Published: September 13, 2022 5:14 PM EDT
Updated: September 13, 2022 5:22 PM EDT

As blue-green algae blooms grow, so do health concerns.

Lee County, the Department of Environmental Protection, and FGCU are all monitoring the situation as the Calusa Waterkeeper digs further into air quality testing to protect those living nearby.

John Cassani, the Calusa Waterkeeper, monitors the water to protect its quality and human health.

One of the ways he does that is with ADAM, the aerosol detector for harmful algae monitoring.

ADAM, the aerosol detector for harmful algae monitoring. (Credit: WINK News)

“So what we’re trying to do here is look at what potential blue-green algae toxins are in the air,” said Cassani.

The system simulates how much air a human would inhale over a 24-hour period, which is about two liters per minute.

“We know that when you’re inhaling it, it crosses that blood-brain barrier, becomes toxic, more toxic quicker than ingesting it. So that’s what we’re concerned about,” Cassani said.

Scientific research backs that up. A study by University of Miami researchers found a likely link between blooms and certain medical conditions.

Cassani and his team will send the filter and water samples to a brain chemistry lab in Wyoming.

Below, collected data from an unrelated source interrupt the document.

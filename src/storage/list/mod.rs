#[cfg(feature = "alloc")]
mod alloc_impl;
mod arrayvec_impl;
#[cfg(feature = "smallvec")]
mod smallvec_impl;

mod sparse;
pub use sparse::{
    SparseStorage,
    Slot as SparseStorageSlot,
};
#[cfg(feature = "alloc")]
pub use sparse::{
    Vec as SparseVec,
    VecDeque as SparseVecDeque,
};

/// Trait for list-like containers which can be the backing storage for [`SparseStorage`].
///
/// Unlike [`Storage`], a list storage is allowed to hand out *positions* instead of stable keys: the only ways to grow and shrink it are pushing onto and popping off its end, and elements in the middle never move. `SparseStorage` builds stable-key semantics on top of that by replacing removed elements with reusable holes.
///
/// # Safety
/// There's a number of invariants which have to be followed by the container:
/// - The length of the storage cannot be modified in the container when it's borrowed immutably or not borrowed at all;
/// - `new` and `with_capacity` ***must*** return empty storages, i.e. those which have `len() == 0` and `is_empty() == true`;
/// - it should be impossible for the length of the storage to overflow `usize`;
/// - Calling [`get_unchecked`] or [`get_unchecked_mut`] with `self.len() > index` should *not* cause undefined behavior (otherwise, it may or may not — that is implementation specific);
/// - If an element is pushed, it must be retrieveable in the exact same state as it was inserted until it is popped or modified using a method which explicitly does so.
///
/// Tree structures may rely on those invariants for safety.
///
/// [`Storage`]: trait.Storage.html " "
/// [`SparseStorage`]: struct.SparseStorage.html " "
/// [`get_unchecked`]: #method.get_unchecked " "
/// [`get_unchecked_mut`]: #method.get_unchecked_mut " "
pub unsafe trait ListStorage: Sized {
    /// The type of values in the container.
    type Element;

    /// Creates an empty collection with the specified capacity.
    ///
    /// # Panics
    /// Collections with a fixed capacity should panic if the specified capacity does not match their actual one, and are recommended to override the `new` method to use the correct capacity.
    fn with_capacity(capacity: usize) -> Self;
    /// Appends an element to the back of the collection.
    fn push(&mut self, element: Self::Element);
    /// Removes the last element from the collection and returns it, or `None` if it is empty.
    fn pop(&mut self) -> Option<Self::Element>;
    /// Returns the number of elements in the collection, also referred to as its 'length'.
    fn len(&self) -> usize;
    /// Returns a reference to the specified element in the collection, without doing bounds checking.
    ///
    /// # Safety
    /// If the specified index is out of bounds, a dangling reference will be created, causing *immediate undefined behavior*.
    unsafe fn get_unchecked(&self, index: usize) -> &Self::Element;
    /// Returns a *mutable* reference to the specified element in the collection, without doing bounds checking.
    ///
    /// # Safety
    /// If the specified index is out of bounds, a dangling reference will be created, causing *immediate undefined behavior*.
    unsafe fn get_unchecked_mut(&mut self, index: usize) -> &mut Self::Element;

    /// Returns a reference to the specified element in the collection, or `None` if the index is out of bounds.
    #[inline]
    fn get(&self, index: usize) -> Option<&Self::Element> {
        if self.len() > index {
            Some(unsafe {
                // SAFETY: we just did a bounds check
                self.get_unchecked(index)
            })
        } else {
            None
        }
    }
    /// Returns a *mutable* reference to the specified element in the collection, or `None` if the index is out of bounds.
    #[inline]
    fn get_mut(&mut self, index: usize) -> Option<&mut Self::Element> {
        if self.len() > index {
            Some(unsafe {
                // SAFETY: we just did a bounds check
                self.get_unchecked_mut(index)
            })
        } else {
            None
        }
    }
    /// Creates a new empty collection. Dynamically-allocated collections created this way do not allocate memory.
    ///
    /// Collections with fixed capacity should override this method to use the correct capacity, as the default implementation calls `Self::with_capacity(0)`.
    #[inline(always)]
    fn new() -> Self {
        Self::with_capacity(0)
    }
    /// Returns `true` if the collection contains no elements, `false` otherwise.
    #[inline(always)]
    fn is_empty(&self) -> bool {
        self.len() == 0
    }
    /// Returns the amount of elements the collection can hold without requiring a memory allocation.
    ///
    /// For collections which have a fixed capacity, this should be equal to the length; the default implementation uses exactly that.
    #[inline(always)]
    fn capacity(&self) -> usize {
        self.len()
    }
    /// Reserves capacity for at least additional more elements to be inserted in the given collection. The collection may reserve more space to avoid frequent reallocations. After calling `reserve`, `capacity` will be greater than or equal to `self.len()` + `additional`. Does nothing if capacity is already sufficient.
    ///
    /// For collections which have a fixed capacity, this should first check for the specified amount of elements to reserve for and if it's not zero, either reallocate the collection anew or, if that is not supported, panic. The default implementation does exactly that.
    #[inline(always)]
    fn reserve(&mut self, additional: usize) {
        if self.len() + additional > self.capacity() {
            unimplemented!("this storage type does not support reallocation")
        }
    }
    /// Shrinks the capacity of the collection as much as possible.
    ///
    /// It will drop down as close as possible to the current length, though dynamically allocated collections may not always reallocate exactly as much as it is needed to store all elements and none more.
    ///
    /// The default implementation does nothing.
    #[inline(always)]
    fn shrink_to_fit(&mut self) {}
}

“They are leaders in research on neurodegenerative diseases like ALS, Parkinson’s, Alzheimer’s. And so we know that some of these toxins are, have a link to these neurodegenerative diseases, horrible diseases. And so we’re trying to quantify how much is in the air,” said Cassani. “We’re finding some toxins are always present. These are related to the BMA, a molecule. So those are, always seem to be present in almost every sample that we take relatively low concentrations.”

The question is how much exposure translates to risk. Cassani said it would probably be years before we have that answer. Neighbors living alongside blue-green algae-infested canals, like Doug Gills, worry about the consequences.

“I came out, and I’m like, it didn’t smell that bad course, my head is so stopped up,” said Gills. “It seems to me awful coincidental that my head gets stopped up in the canal at the same time.”